Matt Hancock's broken half-formed brain
The man is a dimwit. But the truth about covid is much more disturbing than that.
Matt Hancock has a variety of problems. They are, in order of importance: his brain, his face, his manner and his record. Over the course of this week, they've put him in an extraordinary level of jeopardy.
It felt like you could almost see the steel jaws of the trap close around him as he gave evidence to the covid inquiry yesterday. And once they clamped down, nothing would prise them apart again. He knew it. Inquiry Chair Baroness Hallett knew it. Counsel Hugo Keith KC knew it. He's a useful fall guy.

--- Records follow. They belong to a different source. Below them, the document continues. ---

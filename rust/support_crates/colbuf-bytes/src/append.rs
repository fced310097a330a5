//! Fixed-width scalar appends on top of [`ByteBuffer::append`].
//!
//! Values are written in the host's native byte order, with no
//! normalization.

use colbuf_common::Result;

use crate::buffer::ByteBuffer;

impl ByteBuffer {
    /// Appends the raw bytes of `value`.
    #[inline]
    pub fn append_value<T>(&mut self, value: T) -> Result<()>
    where
        T: bytemuck::NoUninit,
    {
        self.append(bytemuck::bytes_of(&value))
    }

    /// Appends the raw bytes of every element of `values`.
    #[inline]
    pub fn append_typed_slice<T>(&mut self, values: &[T]) -> Result<()>
    where
        T: bytemuck::NoUninit,
    {
        self.append(bytemuck::cast_slice(values))
    }
}

macro_rules! scalar_appends {
    ($($name:ident => $ty:ty),* $(,)?) => {
        impl ByteBuffer {
            $(
                #[doc = concat!("Appends a `", stringify!($ty), "` in native byte order.")]
                #[inline]
                pub fn $name(&mut self, value: $ty) -> Result<()> {
                    self.append_value(value)
                }
            )*
        }
    };
}

scalar_appends! {
    append_i8 => i8,
    append_u8 => u8,
    append_i16 => i16,
    append_u16 => u16,
    append_i32 => i32,
    append_u32 => u32,
    append_i64 => i64,
    append_u64 => u64,
    append_f32 => f32,
    append_f64 => f64,
}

Several witnesses have marked him as a particularly egregious example of failure. Dominic Cummings said he was a "proven liar". Helen MacNamara said he made confident assertions without any evidence to back them up. Patrick Vallance said he said things which "were not true". Most of them attack each other too - Cummings hates MacNamara and MacNamara hates Cummings. But everyone hates Hancock.
There's good reason for that. He is plainly inept and ill-suited for the role of health secretary. Indeed, he's ill-suited for any role above that of a regional manager for a third-tier domestic company.
You could see this in the various attempts he made to save himself. At one point he tried to dismiss Vallance's testimony, which was critical of him, by pointing out that it had been written later and was therefore unreliable. "I don't know whether these parts of Sir Patrick's diaries were contemporaneous," Hancock insisted, "because I know that some was written after the fact."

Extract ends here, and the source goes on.